My Friend Ivan Lapshin (Aleksei German, 1984)

by Smart

The technique of switching between colour and black and white from one scene to the next has always fascinated me. It is such an effective stylistic tool for quickly creating atmosphere and striking a contrast. It is also a powerful way to jolt the viewer into a dialogue with the film. My Friend Ivan Lapshin begins in colour, with a long handheld tracking shot that examines various objects and people as it searches carefully through a quiet house. This is the only time we will experience such ultra-personal camera work, as the film soon jumps back 50 years to the mid 1930s, now in a mesmerising black and white. Our narrator continues speaking from his present time, reflecting through memory on his experiences as a child living in a small town in Soviet Russia just before the Great Purge. It is essential to keep this time period in mind to fully appreciate the contradictions and ultimate decline that the film explores. The parties, the music and laughter, the joking and pranks, all mislead and clash with the depressing situation that engulfs the town, expressed elegantly through the constant thick fog.

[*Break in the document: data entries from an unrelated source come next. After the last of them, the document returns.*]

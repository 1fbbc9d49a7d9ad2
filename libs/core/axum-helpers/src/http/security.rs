use axum::{
    extract::Request,
    http::{
        HeaderValue,
        header::{self, HeaderName},
    },
    middleware::Next,
    response::Response,
};

/// Middleware that adds security headers to all responses.
///
/// - X-Content-Type-Options: nosniff
/// - X-Frame-Options: DENY
/// - Referrer-Policy: strict-origin-when-cross-origin
/// - Permissions-Policy: geolocation=(), microphone=(), camera=()
pub async fn security_headers(request: Request, next: Next) -> Response {
    let mut response = next.run(request).await;

    let headers = response.headers_mut();
    headers.insert(header::X_CONTENT_TYPE_OPTIONS, HeaderValue::from_static("nosniff"));
    headers.insert(header::X_FRAME_OPTIONS, HeaderValue::from_static("DENY"));
    headers.insert(
        header::REFERRER_POLICY,
        HeaderValue::from_static("strict-origin-when-cross-origin"),
    );
    headers.insert(
        HeaderName::from_static("permissions-policy"),
        HeaderValue::from_static("geolocation=(), microphone=(), camera=()"),
    );

    response
}

#[cfg(test)]
mod tests {
    use super::*;
    use axum::{Router, body::Body, middleware, routing::get};
    use tower::ServiceExt;

    #[tokio::test]
    async fn test_headers_added_to_every_response() {
        let app = Router::new()
            .route("/", get(|| async { "ok" }))
            .layer(middleware::from_fn(security_headers));

        for path in ["/", "/missing"] {
            let response = app
                .clone()
                .oneshot(axum::http::Request::get(path).body(Body::empty()).unwrap())
                .await
                .unwrap();
            let headers = response.headers();
            assert_eq!(headers[header::X_CONTENT_TYPE_OPTIONS], "nosniff");
            assert_eq!(headers[header::X_FRAME_OPTIONS], "DENY");
            assert_eq!(headers[header::REFERRER_POLICY], "strict-origin-when-cross-origin");
        }
    }
}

Editing is used sparingly, placing value on the natural progression of time. Long tracking shots quickly become familiar as they fluently create a circling world which is able to encompass expansive outdoor locations as easily as it manages confined indoor spaces. Haphazard jumps between scenes often occur without any causal reasoning, resulting in a level of chaos and confusion that reflects the social and political context. For the most part the narrative works as a stream of consciousness, and this allows for dramatic shifts in mood and importance whenever necessary. There is still a plot, and even a few subplots, but these fall secondary to the precise study of life, which is exemplified in a number of near silent moments that watch characters from a distance as they go about routine daily tasks.  Such scenes are contrasted with loud, grandiose street marches, and then again with serious, dramatic instances of desperation. Clever uses of light, snow and night photography create images of exquisite beauty out of ugliness. As the world declines into darkness the use of colour also disappears, leaving us to pessimistically contemplate the bleak future ahead.